After replacing the default thin-plate spline with a cubic spline (2 knots near 0 + additional knots along the CAC spectrum), the model with a binary indicator for present/absent CAC still came out on top. I still had the smoothing penalty turned on though.

The only way I could “get rid” (so to speak) of the binary indicator’s predictive value was to turn the smoothing penalty off (for CAC). I assume this then allows the model to be as flexible as need be near the lower-end of CAC as it frees itself of the smoothing penalty.
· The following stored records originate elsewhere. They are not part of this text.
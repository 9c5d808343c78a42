//! Fixture loading.
//!
//! A fixture bundles an already-structured story with the step providers and
//! keywords used to build its report tree:
//!
//! ```yaml
//! keywords:
//!   scenario: "Scenario:"
//! providers:
//!   - name: LoginSteps
//!     steps:
//!       - { type: given, pattern: "a user named $name" }
//!       - type: when
//!         pattern: they sign in
//!         composed: ["When they open the login page", "When they submit"]
//!     hooks:
//!       - { scope: normal, stage: before, method: reset_session }
//!       - { scope: story, stage: after, method: close_browser }
//! story:
//!   name: Login
//!   scenarios:
//!     - title: Valid credentials
//!       steps: ["Given a user named Bob", "When they sign in"]
//! ```
//!
//! Hook owners are rendered as `<provider>::<method>`; step owners are the
//! provider name.

use std::{fs, path::Path};

use serde::Deserialize;
use tracing::debug;

use crate::keywords::{Keywords, StepType};
use crate::model::Story;
use crate::steps::{LifecycleStep, OwnerId, ScenarioType, Stage, StepCandidate, StepProvider};

mod diagnostics;

pub use diagnostics::{FixtureError, YamlDiagnostic, map_yaml_error};

/// A loaded fixture.
#[derive(Debug, Clone)]
pub struct Fixture {
    /// Keywords for classification and labels.
    pub keywords: Keywords,
    /// Providers in declaration order.
    pub providers: Vec<StepProvider>,
    /// The story to report on.
    pub story: Story,
}

#[derive(Debug, Deserialize)]
#[serde(deny_unknown_fields)]
struct RawFixture {
    #[serde(default)]
    keywords: Keywords,
    #[serde(default)]
    providers: Vec<RawProvider>,
    story: Story,
}

#[derive(Debug, Deserialize)]
#[serde(deny_unknown_fields)]
struct RawProvider {
    name: String,
    #[serde(default)]
    steps: Vec<RawStep>,
    #[serde(default)]
    hooks: Vec<RawHook>,
}

#[derive(Debug, Deserialize)]
#[serde(deny_unknown_fields)]
struct RawStep {
    #[serde(rename = "type")]
    step_type: StepType,
    pattern: String,
    #[serde(default)]
    composed: Vec<String>,
}

#[derive(Debug, Clone, Copy, Deserialize)]
#[serde(rename_all = "snake_case")]
enum HookScope {
    Story,
    Normal,
    Example,
    Any,
}

#[derive(Debug, Deserialize)]
#[serde(deny_unknown_fields)]
struct RawHook {
    scope: HookScope,
    stage: Stage,
    method: String,
    #[serde(default)]
    annotations: Vec<String>,
}

impl RawProvider {
    fn into_provider(self) -> Result<StepProvider, FixtureError> {
        let mut provider = StepProvider::new();
        for step in self.steps {
            let candidate = StepCandidate::new(step.step_type, &step.pattern, self.name.as_str())
                .map_err(|source| FixtureError::Candidate {
                    owner: self.name.clone(),
                    pattern: step.pattern.clone(),
                    source,
                })?;
            provider = provider.with_candidate(candidate.with_composed_steps(step.composed));
        }
        for hook in self.hooks {
            let owner = OwnerId::new(format!("{}::{}", self.name, hook.method));
            let step = LifecycleStep::new(hook.stage, owner).with_annotations(hook.annotations);
            provider = match hook.scope {
                HookScope::Story => provider.with_story_hook(step),
                HookScope::Normal => provider.with_scenario_hook(ScenarioType::Normal, step),
                HookScope::Example => provider.with_scenario_hook(ScenarioType::Example, step),
                HookScope::Any => provider.with_scenario_hook(ScenarioType::Any, step),
            };
        }
        Ok(provider)
    }
}

fn from_str_named(yaml: &str, name: &str) -> Result<Fixture, FixtureError> {
    let raw: RawFixture =
        serde_saphyr::from_str(yaml).map_err(|e| map_yaml_error(e, yaml, name))?;
    let providers = raw
        .providers
        .into_iter()
        .map(RawProvider::into_provider)
        .collect::<Result<Vec<_>, _>>()?;
    debug!(
        fixture = name,
        providers = providers.len(),
        scenarios = raw.story.scenarios.len(),
        "loaded fixture"
    );
    Ok(Fixture {
        keywords: raw.keywords,
        providers,
        story: raw.story,
    })
}

/// Parse a fixture from YAML text.
///
/// # Errors
///
/// Returns [`FixtureError::Parse`] for malformed YAML or unknown fields and
/// [`FixtureError::Candidate`] for invalid step patterns.
pub fn from_str(yaml: &str) -> Result<Fixture, FixtureError> {
    from_str_named(yaml, "fixture")
}

/// Load a fixture from `path`.
///
/// # Errors
///
/// Returns [`FixtureError::Read`] if the file cannot be read, otherwise the
/// errors of [`from_str`].
pub fn from_path(path: impl AsRef<Path>) -> Result<Fixture, FixtureError> {
    let path_ref = path.as_ref();
    let data = fs::read_to_string(path_ref).map_err(|source| FixtureError::Read {
        path: path_ref.display().to_string(),
        source,
    })?;
    from_str_named(&data, &path_ref.display().to_string())
}
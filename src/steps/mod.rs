//! Step implementations as seen by the report builder.
//!
//! A [`StepProvider`] stands for one class of step implementations: the
//! candidates it registers and its lifecycle steps. The builder consumes these
//! read-only; nothing here runs a step.

use std::fmt;

use indexmap::IndexMap;
use serde::{Deserialize, Serialize};

use crate::keywords::{Keywords, StepType};

pub mod matcher;
mod pattern;

pub use matcher::{StepMatch, find_match};
pub use pattern::{PatternError, StepPattern};

/// Opaque identity of the code that implements a step or hook.
///
/// Report consumers use it to navigate from a test node back to its source.
#[derive(Debug, Clone, PartialEq, Eq, Hash, Deserialize, Serialize)]
#[serde(transparent)]
pub struct OwnerId(String);

impl OwnerId {
    /// Wrap an owner identity.
    #[must_use]
    pub fn new(id: impl Into<String>) -> Self {
        Self(id.into())
    }

    /// The identity as text.
    #[must_use]
    pub fn as_str(&self) -> &str {
        &self.0
    }
}

impl fmt::Display for OwnerId {
    fn fmt(&self, f: &mut fmt::Formatter<'_>) -> fmt::Result {
        f.write_str(&self.0)
    }
}

impl From<&str> for OwnerId {
    fn from(value: &str) -> Self {
        Self::new(value)
    }
}

/// When a lifecycle step runs relative to its scope.
#[derive(Debug, Clone, Copy, PartialEq, Eq, Hash, Deserialize, Serialize)]
#[serde(rename_all = "snake_case")]
pub enum Stage {
    /// Before the story or scenario.
    Before,
    /// After the story or scenario.
    After,
}

/// Which scenarios a scenario-scoped lifecycle step applies to.
#[derive(Debug, Clone, Copy, PartialEq, Eq, Hash, Deserialize, Serialize)]
#[serde(rename_all = "snake_case")]
pub enum ScenarioType {
    /// Scenarios run once, without example rows.
    Normal,
    /// Each example row of a parameterised scenario.
    Example,
    /// Every scenario regardless of type.
    Any,
}

/// A before or after hook.
#[derive(Debug, Clone, PartialEq, Eq, Deserialize, Serialize)]
#[serde(deny_unknown_fields)]
pub struct LifecycleStep {
    /// Whether the hook runs before or after its scope.
    pub stage: Stage,
    /// Method implementing the hook.
    pub owner: OwnerId,
    /// Metadata passed through to the report node untouched.
    #[serde(default)]
    pub annotations: Vec<String>,
}

impl LifecycleStep {
    /// Create a hook without annotations.
    #[must_use]
    pub fn new(stage: Stage, owner: impl Into<OwnerId>) -> Self {
        Self {
            stage,
            owner: owner.into(),
            annotations: Vec::new(),
        }
    }

    /// Attach passthrough annotations.
    #[must_use]
    pub fn with_annotations<I, S>(mut self, annotations: I) -> Self
    where
        I: IntoIterator<Item = S>,
        S: Into<String>,
    {
        self.annotations = annotations.into_iter().map(Into::into).collect();
        self
    }
}

/// A registered step implementation.
///
/// A candidate is composite when it expands into further step lines instead of
/// running code itself.
#[derive(Debug, Clone)]
pub struct StepCandidate {
    step_type: StepType,
    pattern: StepPattern,
    owner: OwnerId,
    composed: Vec<String>,
}

impl StepCandidate {
    /// Register an implementation for steps of `step_type` matching `pattern`.
    ///
    /// # Errors
    ///
    /// Returns [`PatternError`] if the pattern does not compile or the type is
    /// [`StepType::Ignorable`].
    pub fn new(
        step_type: StepType,
        pattern: &str,
        owner: impl Into<OwnerId>,
    ) -> Result<Self, PatternError> {
        if step_type == StepType::Ignorable {
            return Err(PatternError::IgnorableCandidate {
                pattern: pattern.to_owned(),
            });
        }
        Ok(Self {
            step_type,
            pattern: StepPattern::parse(pattern)?,
            owner: owner.into(),
            composed: Vec::new(),
        })
    }

    /// Turn the candidate into a composite expanding into `steps`.
    #[must_use]
    pub fn with_composed_steps<I, S>(mut self, steps: I) -> Self
    where
        I: IntoIterator<Item = S>,
        S: Into<String>,
    {
        self.composed = steps.into_iter().map(Into::into).collect();
        self
    }

    /// Step type whose starting word this candidate answers to.
    #[must_use]
    pub const fn step_type(&self) -> StepType {
        self.step_type
    }

    /// Identity of the implementing code.
    #[must_use]
    pub const fn owner(&self) -> &OwnerId {
        &self.owner
    }

    /// Whether the candidate expands into other steps.
    #[must_use]
    pub fn is_composite(&self) -> bool {
        !self.composed.is_empty()
    }

    /// Step lines a composite expands into, in order.
    #[must_use]
    pub fn composed_steps(&self) -> &[String] {
        &self.composed
    }

    /// Whether this candidate implements `step`.
    ///
    /// An `And` step is resolved against `preceding`, the type of the most
    /// recent non-`And` step matched in the same sequence. `And` candidates
    /// accept any `And` step.
    #[must_use]
    pub fn matches(&self, step: &str, preceding: Option<StepType>, keywords: &Keywords) -> bool {
        let Ok(written) = keywords.step_type_for(step) else {
            return false;
        };
        let type_matches = match written {
            StepType::Ignorable => false,
            StepType::And => {
                self.step_type == StepType::And || preceding == Some(self.step_type)
            }
            other => other == self.step_type,
        };
        type_matches
            && keywords
                .strip_starting_word(step, written)
                .is_some_and(|body| self.pattern.is_match(body))
    }
}

/// One source of step implementations and hooks.
#[derive(Debug, Clone, Default)]
pub struct StepProvider {
    /// Candidates in registration order.
    pub candidates: Vec<StepCandidate>,
    /// Scenario-scoped hooks, grouped by the scenario type they apply to.
    pub scenario_hooks: IndexMap<ScenarioType, Vec<LifecycleStep>>,
    /// Story-scoped hooks in registration order.
    pub story_hooks: Vec<LifecycleStep>,
}

impl StepProvider {
    /// Create a provider with no candidates or hooks.
    #[must_use]
    pub fn new() -> Self {
        Self::default()
    }

    /// Append a candidate.
    #[must_use]
    pub fn with_candidate(mut self, candidate: StepCandidate) -> Self {
        self.candidates.push(candidate);
        self
    }

    /// Append a scenario-scoped hook for `scenario_type`.
    #[must_use]
    pub fn with_scenario_hook(mut self, scenario_type: ScenarioType, hook: LifecycleStep) -> Self {
        self.scenario_hooks.entry(scenario_type).or_default().push(hook);
        self
    }

    /// Append a story-scoped hook.
    #[must_use]
    pub fn with_story_hook(mut self, hook: LifecycleStep) -> Self {
        self.story_hooks.push(hook);
        self
    }

    /// Scenario-scoped hooks registered for exactly `scenario_type`.
    #[must_use]
    pub fn scenario_hooks(&self, scenario_type: ScenarioType) -> &[LifecycleStep] {
        self.scenario_hooks
            .get(&scenario_type)
            .map(Vec::as_slice)
            .unwrap_or_default()
    }
}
The problem with that is the unpenalized models spend approximately ~6 or so additional degrees of freedom (as opposed to the penalized versions which have fewer effective degrees of freedom due to the smoothing penalty).

My takeaway was that it seems like, when sharp discontinuities are suspected apriori on the basis of disease physiology, it may be simpler (more efficient?) to estimate a penalized smooth function of the relevant predictor and add a binary indicator for the desired discontinuity than it is to use an unpenalized smooth function (as the latter will spend quite a few more effective degrees of freedom in order to “find” the threshold effect).

f2harrell · May 20, 2024, 11:55pm

Perhaps. But I think you’d learn something from using a restricted cubic spline with manually-chosen knot locations include 2-3 knots in the very low range.